For example, corresponding active and passive sentences (which differ in thematic structure), such as

  1. 'The dog bit the postman' and

  2. 'The postman was bitten by the dog',

Figure 7.2 Simplified representation of the deep structure of 'The dog bit the postman' and of 'The postman was bitten by the dog'.

have often been analysed as having the same deep structure: see Figure 7.2. (This is not how Chomsky treated them in Aspects, but for present purposes that is irrelevant.) Most such pairs of active and passive sentences (apart from sentences containing what a logician would describe as the natural-language equiva­lents of quantifiers) are truth-conditionally equivalent, and therefore have the same prepositional content. Arguably, how­ever, they differ in thematic meaning, in much the same way that''I have not read this book', 'This book I have not read', etc. differ from one another in thematic meaning: see Chapter

7.4 Projection-rules and selection-restrictions 215

6, examples (l)-(4) and (5)-(6). For syntactic reasons that do not concern us here, sets of sentences such as 'I have not read this book', 'This book I have not read', etc. are given the same deep structure in the standard theory, whereas corresponding active and passive sentences are not. But this fact is irrelevant in the context of the present account. So too is the fact that much of the discussion by linguists of the relation between syntax and semantics has been confused, until recently, by the failure to dis­tinguish propositional content from other kinds of sentence-meaning.
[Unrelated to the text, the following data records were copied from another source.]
mod common;

use common::ScratchDir;
use glsl_prep::{
    preprocess, preprocess_with, PreprocessError, PreprocessOptions, ShaderDescriptor,
    ShaderKind, UniformField,
};

#[test]
fn plain_shader_round_trips() {
    let dir = ScratchDir::new("round-trip");
    dir.write(
        "plain.vert",
        "#version 330 core\n\nlayout (location = 0) in vec3 pos;\n\nvoid main() {\n    gl_Position = vec4(pos, 1.0);\n}\n",
    );

    let out = preprocess(&ShaderDescriptor::new("plain", ShaderKind::Vertex, dir.path())).unwrap();
    assert_eq!(
        out.source,
        "#version 330 core\n\nlayout (location = 0) in vec3 pos;\n\nvoid main() {\ngl_Position = vec4(pos, 1.0);\n}"
    );
    assert!(out.uniform_block.is_none());
}

#[test]
fn include_keeps_surrounding_order() {
    let dir = ScratchDir::new("order");
    dir.write("x.glsl", "C\nD\n");
    dir.write("main.vert", "A\n//#INCLUDE \"x.glsl\"\nB\n");

    let out = preprocess(&ShaderDescriptor::new("main", ShaderKind::Vertex, dir.path())).unwrap();
    assert_eq!(out.source.lines().collect::<Vec<_>>(), ["A", "C", "D", "B"]);
}

#[test]
fn nested_includes_flatten_completely() {
    let dir = ScratchDir::new("flatten");
    dir.write("main.frag", "top\n//#INCLUDE \"inc/x.glsl\"\nbottom");
    // Nested paths stay relative to the shader directory.
    dir.write("inc/x.glsl", "x-begin\n//#INCLUDE \"inc/y.glsl\"\nx-end");
    dir.write("inc/y.glsl", "y");

    let out = preprocess(&ShaderDescriptor::new("main", ShaderKind::Fragment, dir.path())).unwrap();
    assert_eq!(out.source, "top\nx-begin\ny\nx-end\nbottom");
    assert!(!out.source.contains("//#INCLUDE"));
}

#[test]
fn self_include_is_a_cycle() {
    let dir = ScratchDir::new("self-cycle");
    dir.write("loop.vert", "void a();\n//#INCLUDE \"helper.glsl\"");
    dir.write("helper.glsl", "//#INCLUDE \"loop.vert\"");

    let err = preprocess(&ShaderDescriptor::new("loop", ShaderKind::Vertex, dir.path())).unwrap_err();
    assert!(matches!(err, PreprocessError::IncludeCycle { .. }), "{err}");
}

#[test]
fn two_blocks_fail_and_none_succeeds() {
    let dir = ScratchDir::new("blocks");
    dir.write(
        "twice.frag",
        "UNIFORM_BLOCK\nfloat a\nEND_UNIFORM_BLOCK\nUNIFORM_BLOCK\nfloat b\nEND_UNIFORM_BLOCK",
    );
    dir.write("none.frag", "void main() {}");

    let err = preprocess(&ShaderDescriptor::new("twice", ShaderKind::Fragment, dir.path()))
        .unwrap_err();
    assert!(matches!(err, PreprocessError::DuplicateUniformBlock { .. }));

    let out = preprocess(&ShaderDescriptor::new("none", ShaderKind::Fragment, dir.path())).unwrap();
    assert_eq!(out.uniform_block, None);
}

#[test]
fn block_fields_are_ordered() {
    let dir = ScratchDir::new("fields");
    dir.write(
        "lit.frag",
        "UNIFORM_BLOCK\nfloat intensity\nvec3 color\nEND_UNIFORM_BLOCK\nvoid main() {}",
    );

    let out = preprocess(&ShaderDescriptor::new("lit", ShaderKind::Fragment, dir.path())).unwrap();
    let block = out.uniform_block.unwrap();
    assert_eq!(
        block.fields,
        [
            UniformField::new("float", "intensity"),
            UniformField::new("vec3", "color"),
        ]
    );
    let layout = block.layout().unwrap();
    assert_eq!(layout.fields[1].offset, 16);
    assert_eq!(layout.size, 32);
}

#[test]
fn three_token_include_is_malformed() {
    let dir = ScratchDir::new("malformed");
    dir.write("x", "");
    dir.write("y", "");
    dir.write("bad.vert", "//#INCLUDE \"x\" \"y\"");

    let err = preprocess(&ShaderDescriptor::new("bad", ShaderKind::Vertex, dir.path())).unwrap_err();
    assert!(matches!(
        err,
        PreprocessError::MalformedIncludeLine { line: 0, .. }
    ));
}

#[test]
fn missing_shader_is_file_not_found() {
    let dir = ScratchDir::new("missing");
    let err = preprocess(&ShaderDescriptor::new("ghost", ShaderKind::Vertex, dir.path())).unwrap_err();
    assert!(matches!(err, PreprocessError::FileNotFound { .. }));
}

#[test]
fn empty_include_becomes_a_blank_line() {
    let dir = ScratchDir::new("empty-include");
    dir.write("empty.glsl", "");
    dir.write("main.vert", "A\n//#INCLUDE \"empty.glsl\"\nB");

    let out = preprocess(&ShaderDescriptor::new("main", ShaderKind::Vertex, dir.path())).unwrap();
    assert_eq!(out.source, "A\n\nB");
}

#[test]
fn depth_limit_is_configurable() {
    let dir = ScratchDir::new("depth-option");
    dir.write("a.glsl", "//#INCLUDE \"b.glsl\"");
    dir.write("b.glsl", "float b;");
    dir.write("main.vert", "//#INCLUDE \"a.glsl\"");
    let desc = ShaderDescriptor::new("main", ShaderKind::Vertex, dir.path());

    let shallow = PreprocessOptions {
        max_include_depth: 1,
    };
    let err = preprocess_with(&desc, &shallow).unwrap_err();
    assert!(matches!(
        err,
        PreprocessError::IncludeDepthExceeded { limit: 1, .. }
    ));
    assert_eq!(preprocess(&desc).unwrap().source, "float b;");
}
The point that is of concern to us is that some sentences will have the same deep structure, though they differ quite strik­ingly in surface structure, and that all such sentences must be shown to have the same propositional content. This effect is achieved, simply and elegantly, by organizing the grammar in such a way that the rules of the semantic component operate solely upon deep structures.

7.4 PROJECTION-RULES AND SELECTION-RESTRICTIONS

We now come to the notions of projection-rules and selection-restrictions as these were formalized by Katz and Fodor (1963) within the framework of Chomskyan transformational-generative grammar.
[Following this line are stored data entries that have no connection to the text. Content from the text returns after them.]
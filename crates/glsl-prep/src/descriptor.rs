//! Which shader to preprocess and where its includes live.

use std::fmt;
use std::fmt::{Display, Formatter};
use std::path::{Path, PathBuf};
use std::str::FromStr;

use crate::error::PreprocessError;

/// Pipeline stage of a GLSL source file.
#[derive(Debug, Clone, Copy, PartialEq, Eq, Hash)]
pub enum ShaderKind {
    Vertex,
    Fragment,
}

impl ShaderKind {
    /// File extension used for sources of this kind.
    pub fn extension(self) -> &'static str {
        match self {
            ShaderKind::Vertex => "vert",
            ShaderKind::Fragment => "frag",
        }
    }

    /// Look up the kind from a file extension (`vert` / `frag`).
    pub fn from_extension(ext: &str) -> Option<Self> {
        match ext {
            "vert" => Some(ShaderKind::Vertex),
            "frag" => Some(ShaderKind::Fragment),
            _ => None,
        }
    }
}

impl FromStr for ShaderKind {
    type Err = PreprocessError;

    fn from_str(s: &str) -> Result<Self, Self::Err> {
        match s.to_ascii_lowercase().as_str() {
            "vert" | "vertex" => Ok(ShaderKind::Vertex),
            "frag" | "fragment" => Ok(ShaderKind::Fragment),
            _ => Err(PreprocessError::InvalidShaderKind(s.to_string())),
        }
    }
}

impl Display for ShaderKind {
    fn fmt(&self, f: &mut Formatter) -> fmt::Result {
        f.write_str(self.extension())
    }
}

/// Names one top-level shader: `<base_dir>/<name>.<vert|frag>`.
///
/// The base directory is also the root every include path is resolved
/// against, however deeply nested the include is.
#[derive(Debug, Clone, PartialEq, Eq)]
pub struct ShaderDescriptor {
    name: String,
    kind: ShaderKind,
    base_dir: PathBuf,
}

impl ShaderDescriptor {
    pub fn new<N, P>(name: N, kind: ShaderKind, base_dir: P) -> Self
    where
        N: Into<String>,
        P: Into<PathBuf>,
    {
        Self {
            name: name.into(),
            kind,
            base_dir: base_dir.into(),
        }
    }

    pub fn name(&self) -> &str {
        &self.name
    }

    pub fn kind(&self) -> ShaderKind {
        self.kind
    }

    pub fn base_dir(&self) -> &Path {
        &self.base_dir
    }

    /// `<name>.<ext>`
    pub fn file_name(&self) -> String {
        format!("{}.{}", self.name, self.kind.extension())
    }

    pub fn source_path(&self) -> PathBuf {
        self.base_dir.join(self.file_name())
    }
}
In the Katz-Fodor theory the rules of the semantic compo­nent are usually called projection-rules. In the present con­text, they may be identified with what are more generally referred to nowadays as semantic rules. They serve two pur­poses: (i) they distinguish meaningful from meaningless sen­tences; and (ii) they assign to every meaningful sentence a formal specification of its meaning or meanings. I will deal with each of these two purposes separately.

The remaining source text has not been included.